Indonesian brand Ria Miranda on the catwalk at the Jakarta Muslim Fashion Week (Ria Miranda/JMFW)

Islamic Lifestyle

Jakarta Muslim Fashion Week showcases Indonesia’s rise as a global modest fashion hub

JAKARTA – The Jakarta Muslim Fashion Week kicked off last week with new collections from more than 35 Indonesian designers.

The event is aimed at heightening consumer awareness about Indonesian modest fashion designers, hosted by the Ministry of Trade in collaboration with the Indonesian Chamber of Commerce & Industry and Indonesia Fashion Chamber.

Indria Miranda, owner of brand Ria Miranda, told Salaam Gateway that the event helps connect brands with customers and was an opportunity to release new collections. It is the second modest fashion event in less than a month, following the Indonesia Sharia Economic Festival (ISEF), which showcased nearly 200 Indonesian fashion designers and some 400 resellers.

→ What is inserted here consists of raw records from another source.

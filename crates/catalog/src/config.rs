//! Catalog configuration loaded from environment variables.
//!
//! # Environment Variables
//!
//! ## Required
//! - `SHOPGLASS_API_BASE_URL` - Base URL of the catalog service
//!   (e.g., `https://shop.example.com/api`)
//!
//! ## Optional
//! - `SHOPGLASS_API_TOKEN` - Bearer token sent with every request
//! - `SHOPGLASS_REQUEST_TIMEOUT_SECS` - Per-request timeout (default: 10)

use std::time::Duration;

use secrecy::SecretString;
use thiserror::Error;
use url::Url;

/// Default per-request timeout in seconds.
const DEFAULT_REQUEST_TIMEOUT_SECS: u64 = 10;

/// Configuration errors that can occur during loading.
#[derive(Debug, Error)]
pub enum ConfigError {
    #[error("Missing environment variable: {0}")]
    MissingEnvVar(String),
    #[error("Invalid environment variable {0}: {1}")]
    InvalidEnvVar(String, String),
}

/// Catalog client configuration.
///
/// Implements `Debug` manually to redact the API token.
#[derive(Clone)]
pub struct CatalogConfig {
    /// Base URL of the catalog service; always ends with a slash so
    /// endpoint paths join cleanly.
    pub base_url: Url,
    /// Bearer token for the service, if it requires one.
    pub api_token: Option<SecretString>,
    /// Upper bound for any single request; no operation may stay pending
    /// past it.
    pub request_timeout: Duration,
}

impl std::fmt::Debug for CatalogConfig {
    fn fmt(&self, f: &mut std::fmt::Formatter<'_>) -> std::fmt::Result {
        f.debug_struct("CatalogConfig")
            .field("base_url", &self.base_url.as_str())
            .field(
                "api_token",
                &self.api_token.as_ref().map(|_| "[REDACTED]"),
            )
            .field("request_timeout", &self.request_timeout)
            .finish()
    }
}

impl CatalogConfig {
    /// Load configuration from environment variables.
    ///
    /// Calls `dotenvy::dotenv()` to load from `.env` file if present.
    ///
    /// # Errors
    ///
    /// Returns `ConfigError` if required variables are missing or invalid.
    pub fn from_env() -> Result<Self, ConfigError> {
        // Load .env file if present (ignore errors if not found)
        let _ = dotenvy::dotenv();

        let base_url = parse_base_url(
            "SHOPGLASS_API_BASE_URL",
            &get_required_env("SHOPGLASS_API_BASE_URL")?,
        )?;
        let api_token = get_optional_env("SHOPGLASS_API_TOKEN").map(SecretString::from);
        let timeout_secs = get_env_or_default(
            "SHOPGLASS_REQUEST_TIMEOUT_SECS",
            &DEFAULT_REQUEST_TIMEOUT_SECS.to_string(),
        )
        .parse::<u64>()
        .map_err(|e| {
            ConfigError::InvalidEnvVar("SHOPGLASS_REQUEST_TIMEOUT_SECS".to_string(), e.to_string())
        })?;

        Ok(Self {
            base_url,
            api_token,
            request_timeout: Duration::from_secs(timeout_secs),
        })
    }

    /// Create a configuration programmatically (tests, embedding apps).
    ///
    /// The base URL is normalized to end with a slash.
    #[must_use]
    pub fn new(base_url: Url) -> Self {
        Self {
            base_url: with_trailing_slash(base_url),
            api_token: None,
            request_timeout: Duration::from_secs(DEFAULT_REQUEST_TIMEOUT_SECS),
        }
    }

    /// Set the bearer token.
    #[must_use]
    pub fn with_api_token(mut self, token: SecretString) -> Self {
        self.api_token = Some(token);
        self
    }

    /// Set the per-request timeout.
    #[must_use]
    pub const fn with_request_timeout(mut self, timeout: Duration) -> Self {
        self.request_timeout = timeout;
        self
    }
}

// =============================================================================
// Helper Functions
// =============================================================================

/// Get a required environment variable.
fn get_required_env(key: &str) -> Result<String, ConfigError> {
    std::env::var(key).map_err(|_| ConfigError::MissingEnvVar(key.to_string()))
}

/// Get an optional environment variable.
fn get_optional_env(key: &str) -> Option<String> {
    std::env::var(key).ok()
}

/// Get an environment variable with a default value.
fn get_env_or_default(key: &str, default: &str) -> String {
    std::env::var(key).unwrap_or_else(|_| default.to_string())
}

/// Parse and normalize a base URL from an environment value.
fn parse_base_url(key: &str, raw: &str) -> Result<Url, ConfigError> {
    let url = Url::parse(raw)
        .map_err(|e| ConfigError::InvalidEnvVar(key.to_string(), e.to_string()))?;
    if url.cannot_be_a_base() {
        return Err(ConfigError::InvalidEnvVar(
            key.to_string(),
            format!("not a usable base URL: {raw}"),
        ));
    }
    Ok(with_trailing_slash(url))
}

/// `Url::join` drops the last path segment unless the base ends with a
/// slash, so normalize here once.
fn with_trailing_slash(mut url: Url) -> Url {
    if !url.path().ends_with('/') {
        let path = format!("{}/", url.path());
        url.set_path(&path);
    }
    url
}

#[cfg(test)]
#[allow(clippy::unwrap_used)]
mod tests {
    use super::*;

    #[test]
    fn test_parse_base_url_adds_trailing_slash() {
        let url = parse_base_url("TEST_VAR", "https://shop.example.com/api").unwrap();
        assert_eq!(url.as_str(), "https://shop.example.com/api/");
    }

    #[test]
    fn test_parse_base_url_keeps_existing_slash() {
        let url = parse_base_url("TEST_VAR", "https://shop.example.com/api/").unwrap();
        assert_eq!(url.as_str(), "https://shop.example.com/api/");
    }

    #[test]
    fn test_parse_base_url_rejects_garbage() {
        let result = parse_base_url("TEST_VAR", "not a url");
        assert!(matches!(result, Err(ConfigError::InvalidEnvVar(_, _))));
    }

    #[test]
    fn test_parse_base_url_rejects_cannot_be_a_base() {
        let result = parse_base_url("TEST_VAR", "mailto:ops@example.com");
        assert!(matches!(result, Err(ConfigError::InvalidEnvVar(_, _))));
    }

    #[test]
    fn test_new_normalizes_and_defaults() {
        let config = CatalogConfig::new(Url::parse("http://localhost:4000/api").unwrap());
        assert_eq!(config.base_url.as_str(), "http://localhost:4000/api/");
        assert_eq!(
            config.request_timeout,
            Duration::from_secs(DEFAULT_REQUEST_TIMEOUT_SECS)
        );
        assert!(config.api_token.is_none());
    }

    #[test]
    fn test_builder_methods() {
        let config = CatalogConfig::new(Url::parse("http://localhost:4000/api/").unwrap())
            .with_api_token(SecretString::from("tok-123"))
            .with_request_timeout(Duration::from_secs(3));
        assert!(config.api_token.is_some());
        assert_eq!(config.request_timeout, Duration::from_secs(3));
    }

    #[test]
    fn test_debug_redacts_token() {
        let config = CatalogConfig::new(Url::parse("http://localhost:4000/api/").unwrap())
            .with_api_token(SecretString::from("super_secret_token_value"));

        let debug_output = format!("{config:?}");
        assert!(debug_output.contains("http://localhost:4000/api/"));
        assert!(debug_output.contains("[REDACTED]"));
        assert!(!debug_output.contains("super_secret_token_value"));
    }
}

“The ISEF event and now Jakarta Muslim Fashion Week (JMFW) gives us the motivation to keep going and recover from the COVID-19 pandemic. During the pandemic we adapted to changing consumer behaviour by designing collections that were more relevant, as people were staying at home more. The instant bergo scarf has been very popular. The key is to be consistent (with our designs),” said Miranda.

The pandemic disrupted the industry and changed the way Miranda managed her business, from how she recruited talent to managing the supply chain and the branding strategy. The Ria Miranda brand is available in 26 cities in Indonesia through boutiques managed by its business partners.

Istafiani Candarini, founder of Kamiidea, told Salaam Gateway that the JMFW and other fashion weeks she has attended has significantly increased consumer demand.

“The fashion weeks have been a positive signal for our business. We adjusted during the pandemic, in terms of sales and marketing strategy, themes and the materials we chose for our new collections. We are balancing our offline sales channel with online sales. We are also releasing new collections like loungewear, basics and smart-casual. In term of material choices, we started to develop materials that are environmentally-friendly and comfortable for daily activities during the pandemic period,” said Candarini.

Sales have risen 20% this year on 2020, but have not yet rebounded to pre-pandemic growth rates.

Hannie Hananto, owner of Anemone, told Salaam Gateway that the fashion weeks have helped her brand to slowly recover but are still down by around 30% compared to 2019.

“Last month I attended the Malang Fashion Week by the Indonesia Fashion Chamber, Lombok Syariah Festival by Hijabersmom, and ISEF by Bank Indonesia, and this month I attended JMFW. Through these fashion weeks my customers have returned but its not yet back 100%,” Hananto said.

Hananto has not followed the mainstream trends of global retailers like H&M, Uniqlo and Zara, whuch have released leisurewear orientated collections. Instead, she has focused on colourful and vibrant collections, which is a more niche market.

Becoming a global reference

The Mininster of Trade, Muhammad Lutfi, said during the event that the ministry will regularly hold the Jakarta Muslim Fashion Week each year until 2024, when it is expected to be recognised as an international-level fashion week.

The event is also geared at promoting the Indonesian modest fashion industry by highlighting the richness of the country’s handmade textiles (wastra) such as batik (wax resistant dying), tenun (fabric weaving), and embroidery. JMFW also aims to cement Indonesia's position as a global modest fashion hub.

“Jakarta Muslim Fashion Week can showcase the progress of our modest fashion industry to the world and I hope we can increase our export value,” said Lutfi.